▶ Task:
Pull out every line below that holds the word "Uuid".
BEGIN
use chrono::Utc;
use sea_orm::{
    ActiveModelTrait, ColumnTrait, ConnectionTrait, DatabaseTransaction, EntityTrait,
    PaginatorTrait, QueryFilter, QueryOrder, Set,
};
use uuid::Uuid;

use crate::{
    audit,
    dto::catalog::{CafePaymentMethodRequest, CreatePaymentMethodRequest, PaymentMethodList},
    entity::{
        CafePaymentMethods, PaymentMethods, cafe_payment_methods,
        payment_methods::{self, ActiveModel, Model as PaymentMethodModel},
    },
    error::{AppError, AppResult},
    middleware::auth::{AuthUser, ensure_admin},
    models::{PaymentMethod, dedup_ids},
    response::{ApiResponse, Meta},
    services::cafe_service::ensure_cafe_exists,
    state::AppState,
};

pub async fn list_payment_methods(state: &AppState) -> AppResult<ApiResponse<PaymentMethodList>> {
    let items: Vec<PaymentMethod> = PaymentMethods::find()
        .order_by_asc(payment_methods::Column::Label)
        .all(&state.orm)
        .await?
        .into_iter()
        .map(payment_method_from_entity)
        .collect();
    let total = items.len();
    Ok(ApiResponse::list("Payment methods", PaymentMethodList { items }, total))
}

pub async fn create_payment_method(
    state: &AppState,
    user: &AuthUser,
    payload: CreatePaymentMethodRequest,
) -> AppResult<ApiResponse<PaymentMethod>> {
    ensure_admin(user)?;
    let code = payload.code.trim().to_string();
    let label = payload.label.trim().to_string();
    if code.is_empty() || label.is_empty() {
        return Err(AppError::BadRequest("code and label are required".into()));
    }

    let taken = PaymentMethods::find()
        .filter(payment_methods::Column::Code.eq(code.as_str()))
        .one(&state.orm)
        .await?;
    if taken.is_some() {
        return Err(AppError::Conflict(format!(
            "Payment method code {code} already exists"
        )));
    }

    let method = ActiveModel {
        id: Set(Uuid::new_v4()),
        code: Set(code),
        label: Set(label),
        created_at: Set(Utc::now().fixed_offset()),
    }
    .insert(&state.orm)
    .await
    .map_err(AppError::on_unique_violation("Payment method code already exists"))?;

    audit::record(
        &state.pool,
        user.user_id,
        "payment_method_create",
        "payment_methods",
        serde_json::json!({ "payment_method_id": method.id, "code": method.code }),
    )
    .await;

    Ok(ApiResponse::success(
        "Payment method created",
        payment_method_from_entity(method),
        Some(Meta::empty()),
    ))
}

pub async fn delete_payment_method(
    state: &AppState,
    user: &AuthUser,
    id: Uuid,
) -> AppResult<ApiResponse<serde_json::Value>> {
    ensure_admin(user)?;
    let result = PaymentMethods::delete_by_id(id).exec(&state.orm).await?;
    if result.rows_affected == 0 {
        return Err(AppError::NotFound);
    }

    audit::record(
        &state.pool,
        user.user_id,
        "payment_method_delete",
        "payment_methods",
        serde_json::json!({ "payment_method_id": id }),
    )
    .await;

    Ok(ApiResponse::ack("Deleted"))
}

pub async fn list_cafe_payment_methods(
    state: &AppState,
    cafe_id: Uuid,
) -> AppResult<ApiResponse<PaymentMethodList>> {
    let items = payment_methods_of(&state.orm, cafe_id).await?;
    let total = items.len();
    Ok(ApiResponse::list("Cafe payment methods", PaymentMethodList { items }, total))
}

pub async fn link_cafe_payment_method(
    state: &AppState,
    user: &AuthUser,
    payload: CafePaymentMethodRequest,
) -> AppResult<ApiResponse<PaymentMethodList>> {
    ensure_admin(user)?;
    ensure_cafe_exists(&state.orm, payload.cafe_id).await?;
    if PaymentMethods::find_by_id(payload.payment_method_id)
        .one(&state.orm)
        .await?
        .is_none()
    {
        return Err(AppError::BadRequest("Payment method not found".into()));
    }

    let existing = CafePaymentMethods::find_by_id((payload.cafe_id, payload.payment_method_id))
        .one(&state.orm)
        .await?;
    if existing.is_some() {
        return Err(AppError::Conflict(
            "Payment method already linked to this cafe".into(),
        ));
    }

    CafePaymentMethods::insert(cafe_payment_methods::ActiveModel {
        cafe_id: Set(payload.cafe_id),
        payment_method_id: Set(payload.payment_method_id),
    })
    .exec_without_returning(&state.orm)
    .await
    .map_err(AppError::on_unique_violation(
        "Payment method already linked to this cafe",
    ))?;

    audit::record(
        &state.pool,
        user.user_id,
        "cafe_payment_method_link",
        "cafe_payment_methods",
        serde_json::json!({
            "cafe_id": payload.cafe_id,
            "payment_method_id": payload.payment_method_id,
        }),
    )
    .await;

    let items = payment_methods_of(&state.orm, payload.cafe_id).await?;
    let total = items.len();
    Ok(ApiResponse::list("Payment method linked", PaymentMethodList { items }, total))
}

pub async fn unlink_cafe_payment_method(
    state: &AppState,
    user: &AuthUser,
    payload: CafePaymentMethodRequest,
) -> AppResult<ApiResponse<serde_json::Value>> {
    ensure_admin(user)?;
    let result = CafePaymentMethods::delete_many()
        .filter(cafe_payment_methods::Column::CafeId.eq(payload.cafe_id))
        .filter(cafe_payment_methods::Column::PaymentMethodId.eq(payload.payment_method_id))
        .exec(&state.orm)
        .await?;
    if result.rows_affected == 0 {
        return Err(AppError::NotFound);
    }

    audit::record(
        &state.pool,
        user.user_id,
        "cafe_payment_method_unlink",
        "cafe_payment_methods",
        serde_json::json!({
            "cafe_id": payload.cafe_id,
            "payment_method_id": payload.payment_method_id,
        }),
    )
    .await;

    Ok(ApiResponse::ack("Removed"))
}

/// Links the given payment methods to a freshly created cafe.
pub(crate) async fn link_payment_methods(
    txn: &DatabaseTransaction,
    cafe_id: Uuid,
    payment_method_ids: &[Uuid],
) -> AppResult<()> {
    let ids = dedup_ids(payment_method_ids);
    if ids.is_empty() {
        return Ok(());
    }
    let found = PaymentMethods::find()
        .filter(payment_methods::Column::Id.is_in(ids.clone()))
        .count(txn)
        .await?;
    if found != ids.len() as u64 {
        return Err(AppError::BadRequest("Unknown payment method id".into()));
    }

    let links = ids
        .into_iter()
        .map(|payment_method_id| cafe_payment_methods::ActiveModel {
            cafe_id: Set(cafe_id),
            payment_method_id: Set(payment_method_id),
        });
    CafePaymentMethods::insert_many(links)
        .exec_without_returning(txn)
        .await?;
    Ok(())
}

async fn payment_methods_of<C: ConnectionTrait>(
    db: &C,
    cafe_id: Uuid,
) -> AppResult<Vec<PaymentMethod>> {
    let mut items: Vec<PaymentMethod> = CafePaymentMethods::find()
        .filter(cafe_payment_methods::Column::CafeId.eq(cafe_id))
        .find_also_related(PaymentMethods)
        .all(db)
        .await?
        .into_iter()
        .filter_map(|(_, method)| method.map(payment_method_from_entity))
        .collect();
    items.sort_by(|a, b| a.label.cmp(&b.label));
    Ok(items)
}

pub(crate) fn payment_method_from_entity(model: PaymentMethodModel) -> PaymentMethod {
    PaymentMethod {
        id: model.id,
        code: model.code,
        label: model.label,
    }
}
END
▶ Expected answer:
use uuid::Uuid;
        id: Set(Uuid::new_v4()),
    id: Uuid,
    cafe_id: Uuid,
    cafe_id: Uuid,
    payment_method_ids: &[Uuid],
    cafe_id: Uuid,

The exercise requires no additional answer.